Postgresql - Query optimization for this table

CCM
March 7, 2024
147 views
1 vote
2 Answers

ID	Amount	Brand
1	10	NULL
1	20	NULL
2	30	Mazada
2	NULL	BMW
3	40	NULL
3	40	KIA
4	NULL	Honda
4	NULL	Honda

Above is the original table, and my goal is to find out any difference within the same ID for each column.

In the same ID group, if there is any difference in the column, creating a new column and then specify which column has difference.
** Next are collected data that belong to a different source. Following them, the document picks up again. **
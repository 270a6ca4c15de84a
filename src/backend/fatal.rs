// Check-or-terminate helper
//
// The library propagates errors; the application decides which of them are
// fatal and routes those through `or_exit` so call sites stay straight-line.

use std::fmt::Debug;

/// Exit status used for every fatal condition
pub const FATAL_EXIT_CODE: i32 = 1;

/// Log a diagnostic and terminate immediately, without GPU-side teardown.
pub fn fatal(what: &str, detail: &dyn Debug) -> ! {
    log::error!("{}: {:?}", what, detail);
    log::logger().flush();
    std::process::exit(FATAL_EXIT_CODE)
}

pub trait OrExit<T> {
    /// Unwrap the success value or terminate the process after logging `what`.
    fn or_exit(self, what: &str) -> T;
}

impl<T, E: Debug> OrExit<T> for Result<T, E> {
    fn or_exit(self, what: &str) -> T {
        match self {
            Ok(value) => value,
            Err(e) => fatal(what, &e),
        }
    }
}

impl<T> OrExit<T> for Option<T> {
    fn or_exit(self, what: &str) -> T {
        match self {
            Some(value) => value,
            None => fatal(what, &"missing value"),
        }
    }
}

#[cfg(test)]
mod tests {
    use super::*;

    #[test]
    fn success_paths_pass_through() {
        let ok: Result<u32, String> = Ok(7);
        assert_eq!(ok.or_exit("unreachable"), 7);
        assert_eq!(Some("x").or_exit("unreachable"), "x");
    }
}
The outcome should be like this

ID	Difference
1	Amount
2	Amount
2	Brand
3	Brand

My code for PostgreSQL

SELECT
    ID,
    'Amount' AS Difference
FROM
    table
GROUP BY
    ID
HAVING
    COUNT(DISTINCT amount) > 1
    OR (COUNT(amount) != COUNT(*) AND COUNT(DISTINCT amount) > 0)

UNION ALL 

SELECT
    ID,
    'Brand' AS Difference
FROM
    table
GROUP BY
    ID
HAVING
    COUNT(DISTINCT brand) > 1
    OR (COUNT(brand) != COUNT(*) AND COUNT(DISTINCT brand) > 0)

Be careful that there is NULL value in the record, so that the aggregation function would not count the NULL value. The NULL vs NULL view it as same, but NULL vs any value view it as difference.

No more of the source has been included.